The paper then describes Fisher’s vicious attempt to associate Neyman’s statistical ideas with Soviet ideology (Neyman was originally from Poland): Neyman was, Fisher argued, “importing from Eastern Europe his misconceptions as to the nature of scientific research”.
Leaving the political and personal issues aside, I do think Fisher made some valuable points in his general argument. In particular, I generally agree with the verdict in this article:
RA Fisher saw the development of statistical inference as the 20th century’s great contribution to the classical problem of induction: how do we gain reliable empirical knowledge of the world? For Fisher, valid statistical inferences must not only meet certain mathematical conditions; they should also remind us of the provisional character of our knowledge—rigorous uncertainty.
The third article is written by a philosopher and offers a lot of additional insights. It argues that Fisher and Neyman were fundamentally different by their perception of mathematical modelling. Fisher put the scientific problem first and aimed to establish a logical basis for scientific induction. Neyman, on the other hand, was more interested in mathematizing behaviour and decision. I find Fisher’s points to be generally more interesting, perhaps because most of my training in mathematical statistics follows Neyman’s thinking. I find the following quote from Fisher’s cornerstone 1922 paper particularly sobering:
In short: the framing by means of a model is located at the beginning of the statistical treatment of a problem of application: ‘The postulate of randomness thus resolves itself into the question, ‘‘Of what population is this a random sample?’’ which must frequently be asked by every practical statistician’.
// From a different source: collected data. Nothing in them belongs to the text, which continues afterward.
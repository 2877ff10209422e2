use chrono::{DateTime, Utc};
use serde::{Deserialize, Serialize};

use super::conversion::ConversionRecord;
use super::timestamp;

/// Immutable metadata captured by the store when a file is uploaded.
#[derive(Debug, Clone, PartialEq, Eq, Serialize, Deserialize)]
pub struct FileMetadata {
    pub id: String,
    pub original_filename: String,
    pub media_type: String,
    pub extension: String,
    pub size_bytes: u64,
    #[serde(default, skip_serializing_if = "Option::is_none")]
    pub sha256_checksum: Option<String>,
    #[serde(
        default,
        deserialize_with = "timestamp::deserialize_opt",
        skip_serializing_if = "Option::is_none"
    )]
    pub created_at: Option<DateTime<Utc>>,
}

/// One uploaded file together with the conversions derived from it.
///
/// The listing endpoint embeds a single `conversion` object per file; an
/// optional `conversions` array is accepted as well, and both are folded into
/// [`FileRecord::conversions`].
#[derive(Debug, Clone, PartialEq, Eq, Serialize, Deserialize)]
#[serde(from = "FileRecordWire")]
pub struct FileRecord {
    pub id: String,
    pub original_filename: String,
    pub media_type: String,
    pub extension: String,
    pub size_bytes: u64,
    #[serde(skip_serializing_if = "Option::is_none")]
    pub sha256_checksum: Option<String>,
    pub created_at: DateTime<Utc>,
    pub conversions: Vec<ConversionRecord>,
}

impl FileRecord {
    /// Whether at least one conversion of this file has completed.
    pub fn has_completed_conversion(&self) -> bool {
        self.conversions.iter().any(ConversionRecord::is_complete)
    }

    pub fn completed_conversions(&self) -> impl Iterator<Item = &ConversionRecord> {
        self.conversions.iter().filter(|c| c.is_complete())
    }

    pub fn conversion(&self, conversion_id: &str) -> Option<&ConversionRecord> {
        self.conversions.iter().find(|c| c.id == conversion_id)
    }

    /// Add conversions not already present (matched by id).
    pub fn merge_conversions<I>(&mut self, conversions: I)
    where
        I: IntoIterator<Item = ConversionRecord>,
    {
        for conversion in conversions {
            if self.conversion(&conversion.id).is_none() {
                self.conversions.push(conversion);
            }
        }
    }
}

#[derive(Deserialize)]
struct FileRecordWire {
    id: String,
    #[serde(default)]
    original_filename: String,
    #[serde(default)]
    media_type: String,
    #[serde(default)]
    extension: String,
    #[serde(default)]
    size_bytes: u64,
    #[serde(default)]
    sha256_checksum: Option<String>,
    #[serde(default, deserialize_with = "timestamp::deserialize_opt")]
    created_at: Option<DateTime<Utc>>,
    #[serde(default)]
    conversion: Option<ConversionRecord>,
    #[serde(default)]
    conversions: Vec<ConversionRecord>,
}

impl From<FileRecordWire> for FileRecord {
    fn from(wire: FileRecordWire) -> Self {
        let mut record = FileRecord {
            id: wire.id,
            original_filename: wire.original_filename,
            media_type: wire.media_type,
            extension: wire.extension,
            size_bytes: wire.size_bytes,
            sha256_checksum: wire.sha256_checksum,
            // Records without a timestamp sort last.
            created_at: wire.created_at.unwrap_or(DateTime::<Utc>::MIN_UTC),
            conversions: Vec::new(),
        };
        record.merge_conversions(wire.conversion);
        record.merge_conversions(wire.conversions);
        record
    }
}
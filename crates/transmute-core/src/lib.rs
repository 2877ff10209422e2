//! Transmute Core Library
//!
//! This crate provides the domain models, error taxonomy, configuration and the
//! `ConversionApi` seam shared by every Transmute client component.

pub mod api;
pub mod config;
pub mod error;
pub mod filename;
pub mod models;

// Re-export commonly used types
pub use api::ConversionApi;
pub use config::ClientConfig;
pub use error::{ClientError, ErrorMetadata, LogLevel};
pub use filename::derive_download_filename;
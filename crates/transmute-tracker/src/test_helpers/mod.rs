//! Test helpers for tracker tests
//!
//! Provides an in-memory conversion store that implements `ConversionApi`
//! without any network, plus gates for holding individual calls open so
//! interleavings can be driven deterministically.

pub mod memory_api;

pub use memory_api::{ApiCall, Gate, MemoryConversionApi};
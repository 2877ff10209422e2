//! Seam between the tracking client and the remote store.
//!
//! The HTTP client implements this trait; tests use an in-memory store. The
//! tracker only ever talks to the store through these four operations.

use async_trait::async_trait;
use bytes::Bytes;

use crate::error::ClientError;
use crate::models::{ConversionListResponse, FilePayload, UploadResponse};

#[async_trait]
pub trait ConversionApi: Send + Sync {
    /// Submit one file. The reply carries the new id and its compatible formats.
    async fn upload_file(&self, payload: FilePayload) -> Result<UploadResponse, ClientError>;

    /// Fetch the files that have a completed conversion attached.
    async fn list_complete_conversions(&self) -> Result<ConversionListResponse, ClientError>;

    /// Fetch the raw bytes of an original or converted artifact.
    async fn download_file(&self, id: &str) -> Result<Bytes, ClientError>;

    /// Delete a file together with all of its conversions.
    async fn delete_file(&self, id: &str) -> Result<(), ClientError>;
}

#[async_trait]
impl<T: ConversionApi + ?Sized> ConversionApi for std::sync::Arc<T> {
    async fn upload_file(&self, payload: FilePayload) -> Result<UploadResponse, ClientError> {
        (**self).upload_file(payload).await
    }

    async fn list_complete_conversions(&self) -> Result<ConversionListResponse, ClientError> {
        (**self).list_complete_conversions().await
    }

    async fn download_file(&self, id: &str) -> Result<Bytes, ClientError> {
        (**self).download_file(id).await
    }

    async fn delete_file(&self, id: &str) -> Result<(), ClientError> {
        (**self).delete_file(id).await
    }
}
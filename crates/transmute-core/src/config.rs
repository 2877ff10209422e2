//! Configuration module
//!
//! Client configuration is read from the environment (optionally seeded from a
//! `.env` file) and validated before any client is built.

use std::env;
use std::path::PathBuf;
use std::time::Duration;

const DEFAULT_API_URL: &str = "http://localhost:3313";
const DEFAULT_API_PREFIX: &str = "/api";
const HTTP_TIMEOUT_SECS: u64 = 60;
const CONNECT_TIMEOUT_SECS: u64 = 10;
const POLL_INTERVAL_SECS: u64 = 5;

/// Settings shared by the HTTP client and the CLI
#[derive(Clone, Debug, PartialEq, Eq)]
pub struct ClientConfig {
    pub api_url: String,
    pub api_prefix: String,
    pub http_timeout_secs: u64,
    pub connect_timeout_secs: u64,
    pub poll_interval_secs: u64,
    pub download_dir: PathBuf,
}

impl Default for ClientConfig {
    fn default() -> Self {
        Self {
            api_url: DEFAULT_API_URL.to_string(),
            api_prefix: DEFAULT_API_PREFIX.to_string(),
            http_timeout_secs: HTTP_TIMEOUT_SECS,
            connect_timeout_secs: CONNECT_TIMEOUT_SECS,
            poll_interval_secs: POLL_INTERVAL_SECS,
            download_dir: PathBuf::from("."),
        }
    }
}

impl ClientConfig {
    /// Load configuration from TRANSMUTE_* variables (API_URL is accepted as a fallback).
    pub fn from_env() -> Result<Self, anyhow::Error> {
        dotenvy::dotenv().ok();
        Self::from_lookup(|key| env::var(key).ok())
    }

    /// Build a configuration from an arbitrary variable source.
    pub fn from_lookup<F>(lookup: F) -> Result<Self, anyhow::Error>
    where
        F: Fn(&str) -> Option<String>,
    {
        let api_url = lookup("TRANSMUTE_API_URL")
            .or_else(|| lookup("API_URL"))
            .unwrap_or_else(|| DEFAULT_API_URL.to_string())
            .trim()
            .trim_end_matches('/')
            .to_string();

        let api_prefix = lookup("TRANSMUTE_API_PREFIX")
            .unwrap_or_else(|| DEFAULT_API_PREFIX.to_string())
            .trim()
            .trim_end_matches('/')
            .to_string();

        let config = ClientConfig {
            api_url,
            api_prefix,
            http_timeout_secs: parse_secs(
                lookup("TRANSMUTE_HTTP_TIMEOUT_SECS"),
                "TRANSMUTE_HTTP_TIMEOUT_SECS",
                HTTP_TIMEOUT_SECS,
            )?,
            connect_timeout_secs: parse_secs(
                lookup("TRANSMUTE_CONNECT_TIMEOUT_SECS"),
                "TRANSMUTE_CONNECT_TIMEOUT_SECS",
                CONNECT_TIMEOUT_SECS,
            )?,
            poll_interval_secs: parse_secs(
                lookup("TRANSMUTE_POLL_INTERVAL_SECS"),
                "TRANSMUTE_POLL_INTERVAL_SECS",
                POLL_INTERVAL_SECS,
            )?,
            download_dir: lookup("TRANSMUTE_DOWNLOAD_DIR")
                .map(PathBuf::from)
                .unwrap_or_else(|| PathBuf::from(".")),
        };

        config.validate()?;
        Ok(config)
    }

    pub fn validate(&self) -> Result<(), anyhow::Error> {
        if !(self.api_url.starts_with("http://") || self.api_url.starts_with("https://")) {
            return Err(anyhow::anyhow!(
                "TRANSMUTE_API_URL must start with http:// or https:// (got '{}')",
                self.api_url
            ));
        }

        // An empty prefix is allowed for servers mounted at the root.
        if !self.api_prefix.is_empty() && !self.api_prefix.starts_with('/') {
            return Err(anyhow::anyhow!(
                "TRANSMUTE_API_PREFIX must start with '/' (got '{}')",
                self.api_prefix
            ));
        }

        if self.http_timeout_secs == 0 {
            return Err(anyhow::anyhow!(
                "TRANSMUTE_HTTP_TIMEOUT_SECS must be greater than 0"
            ));
        }
        if self.connect_timeout_secs == 0 {
            return Err(anyhow::anyhow!(
                "TRANSMUTE_CONNECT_TIMEOUT_SECS must be greater than 0"
            ));
        }
        if self.poll_interval_secs == 0 {
            return Err(anyhow::anyhow!(
                "TRANSMUTE_POLL_INTERVAL_SECS must be greater than 0"
            ));
        }

        Ok(())
    }

    pub fn http_timeout(&self) -> Duration {
        Duration::from_secs(self.http_timeout_secs)
    }

    pub fn connect_timeout(&self) -> Duration {
        Duration::from_secs(self.connect_timeout_secs)
    }

    pub fn poll_interval(&self) -> Duration {
        Duration::from_secs(self.poll_interval_secs)
    }

    /// Replace the base URL, keeping every other setting.
    pub fn with_api_url(mut self, api_url: impl Into<String>) -> Self {
        self.api_url = api_url.into().trim_end_matches('/').to_string();
        self
    }
}

fn parse_secs(value: Option<String>, name: &str, default: u64) -> Result<u64, anyhow::Error> {
    match value {
        Some(raw) => raw
            .trim()
            .parse::<u64>()
            .map_err(|_| anyhow::anyhow!("{} must be a valid number of seconds", name)),
        None => Ok(default),
    }
}
//! Transmute CLI: command-line client for the Transmute file conversion API.
//!
//! Reads TRANSMUTE_API_URL (or API_URL) and the other TRANSMUTE_* settings,
//! optionally from a `.env` file.

use anyhow::Context;
use clap::{Parser, Subcommand, ValueEnum};
use serde::Serialize;
use std::path::{Path, PathBuf};
use std::time::Duration;
use transmute_api_client::ApiClient;
use transmute_cli::{file_rows, history_rows, init_tracing};
use transmute_core::models::{ConversionRequest, FilePayload};
use transmute_core::ClientConfig;
use transmute_tracker::{ConversionTracker, DownloadedArtifact, RefreshOutcome};

#[derive(Parser)]
#[command(name = "transmute", about = "Transmute file conversion CLI")]
struct Cli {
    /// Override the API base URL
    #[arg(long, global = true)]
    api_url: Option<String>,

    #[command(subcommand)]
    command: Commands,
}

#[derive(Clone, Copy, ValueEnum)]
enum OutputFormat {
    Json,
    Table,
}

#[derive(Subcommand)]
enum Commands {
    /// Upload a file for conversion
    Upload {
        /// Path to the file to upload
        file: PathBuf,
    },
    /// Show files with a completed conversion, newest first
    History {
        #[arg(long, value_enum, default_value = "table")]
        format: OutputFormat,
    },
    /// Download a converted artifact
    Download {
        /// Conversion ID
        conversion_id: String,
        /// Directory to save into (defaults to TRANSMUTE_DOWNLOAD_DIR)
        #[arg(long)]
        out: Option<PathBuf>,
    },
    /// Delete a file and all of its conversions
    Delete {
        /// File ID
        file_id: String,
    },
    /// Ask the processor to convert a stored file
    Convert {
        /// File ID
        file_id: String,
        /// Target format, e.g. pdf
        output_format: String,
        /// Source format, if the processor cannot infer it
        #[arg(long)]
        input_format: Option<String>,
    },
    /// List every upload regardless of conversion state
    Files {
        #[arg(long, value_enum, default_value = "table")]
        format: OutputFormat,
    },
    /// Refresh the history periodically and report changes
    Watch {
        /// Seconds between refreshes (defaults to TRANSMUTE_POLL_INTERVAL_SECS)
        #[arg(long)]
        interval: Option<u64>,
        /// Stop after this many refreshes
        #[arg(long)]
        count: Option<u64>,
    },
    /// Service info, liveness and readiness
    Health,
}

fn print_json(value: &impl Serialize) -> anyhow::Result<()> {
    let out = serde_json::to_string_pretty(value).context("Serialize response")?;
    println!("{}", out);
    Ok(())
}

async fn save_artifact(dir: &Path, artifact: &DownloadedArtifact) -> anyhow::Result<PathBuf> {
    tokio::fs::create_dir_all(dir)
        .await
        .with_context(|| format!("Failed to create directory {}", dir.display()))?;
    let path = dir.join(&artifact.filename);
    tokio::fs::write(&path, &artifact.bytes)
        .await
        .with_context(|| format!("Failed to write {}", path.display()))?;
    Ok(path)
}

async fn watch(
    tracker: &ConversionTracker<ApiClient>,
    every: Duration,
    count: Option<u64>,
) -> anyhow::Result<()> {
    let mut ticker = tokio::time::interval(every);
    let mut seen: Option<usize> = None;
    let mut done = 0u64;

    loop {
        ticker.tick().await;
        match tracker.refresh().await {
            Ok(RefreshOutcome::Applied { len, .. }) => {
                if seen != Some(len) {
                    let newest = tracker
                        .records()
                        .first()
                        .map(|r| r.original_filename.clone())
                        .unwrap_or_else(|| "-".to_string());
                    println!("{} completed file(s), newest: {}", len, newest);
                    seen = Some(len);
                }
            }
            Ok(RefreshOutcome::Superseded { .. }) => {}
            Err(e) => eprintln!("Refresh failed: {}", e.client_message()),
        }

        done += 1;
        if count.is_some_and(|n| done >= n) {
            return Ok(());
        }
    }
}

#[tokio::main]
async fn main() -> anyhow::Result<()> {
    init_tracing();

    let cli = Cli::parse();

    let mut config = ClientConfig::from_env().context(
        "Invalid configuration. Check TRANSMUTE_API_URL (or API_URL) and TRANSMUTE_* settings",
    )?;
    if let Some(url) = cli.api_url {
        config = config.with_api_url(url);
        config.validate()?;
    }

    let client = ApiClient::new(&config).context("Failed to create API client")?;
    let tracker = ConversionTracker::new(client);

    match cli.command {
        Commands::Upload { file } => {
            let payload = FilePayload::from_path(&file)?;
            match tracker.upload(Some(payload)).await? {
                Some(receipt) => print_json(&receipt)?,
                None => println!("{} is empty, nothing uploaded", file.display()),
            }
        }
        Commands::History { format } => {
            tracker.refresh().await?;
            let records = tracker.records();
            match format {
                OutputFormat::Json => print_json(&records.to_vec())?,
                OutputFormat::Table => {
                    if records.is_empty() {
                        println!("No completed conversions.");
                    } else {
                        history_rows(&records).iter().for_each(|row| println!("{}", row));
                    }
                }
            }
        }
        Commands::Download { conversion_id, out } => {
            // The listing supplies the original filename for the saved file.
            tracker.refresh().await?;
            if tracker.find_conversion(&conversion_id).is_none() {
                tracing::warn!(
                    conversion_id = %conversion_id,
                    "Conversion not in completed history; using fallback filename"
                );
            }
            let artifact = tracker.download(&conversion_id).await?;
            let dir = out.unwrap_or_else(|| config.download_dir.clone());
            let path = save_artifact(&dir, &artifact).await?;
            println!("Saved {} ({} bytes)", path.display(), artifact.bytes.len());
        }
        Commands::Delete { file_id } => {
            tracker.delete(&file_id).await?;
            print_json(
                &serde_json::json!({ "success": true, "message": format!("File {} deleted", file_id) }),
            )?;
        }
        Commands::Convert {
            file_id,
            output_format,
            input_format,
        } => {
            let request = ConversionRequest {
                id: file_id,
                input_format,
                output_format,
            };
            let response = tracker.api().request_conversion(&request).await?;
            print_json(&response)?;
        }
        Commands::Files { format } => {
            let files = tracker.api().list_files().await?;
            match format {
                OutputFormat::Json => print_json(&files)?,
                OutputFormat::Table => file_rows(&files).iter().for_each(|row| println!("{}", row)),
            }
        }
        Commands::Watch { interval, count } => {
            let every = interval
                .map(Duration::from_secs)
                .unwrap_or_else(|| config.poll_interval());
            if every.is_zero() {
                anyhow::bail!("--interval must be greater than 0");
            }
            watch(&tracker, every, count).await?;
        }
        Commands::Health => {
            let api = tracker.api();
            let info = api.app_info().await?;
            let live = api.liveness().await?;
            let ready = api.readiness().await?;
            print_json(&serde_json::json!({
                "info": info,
                "live": live,
                "ready": ready,
                "failing_checks": ready.failing_checks(),
            }))?;
            if !ready.is_ready() {
                std::process::exit(1);
            }
        }
    }

    Ok(())
}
I think statisticians' long-term struggle with educating the scientific community how to correctly use the p-value is a reminisce of the Fisher-Neyman debate. The simplistic accept-or-reject language that plagues scientific research traces all the way back to the Neyman-Pearson lemma. Lehmann’s article has an interesting discussion on this and points out that Pearson indeed admitted that the terms “acceptance” and “rejection” were perhaps unfortunately chosen. To be fair, Fisher also used these words in his writing (but not in a formal way). And it is part of human nature that we want to hear a simple yes-or-no conclusion, so perhaps we end up exactly the same position even if Neyman-Pearson used a different terminology.
Fisher imagined an utopia where science is done objectively by “free intellects” (using his Cold War rhetoric) and scientists can rationally interpret all the statistical analyses, but the truth is: almost no one is a genius like him. I am curious what Fisher would say about Thomas Kuhn’s groundbreaking The Structure of Scientific Revolutions, if he had not died in the same year that Kuhn’s book came out.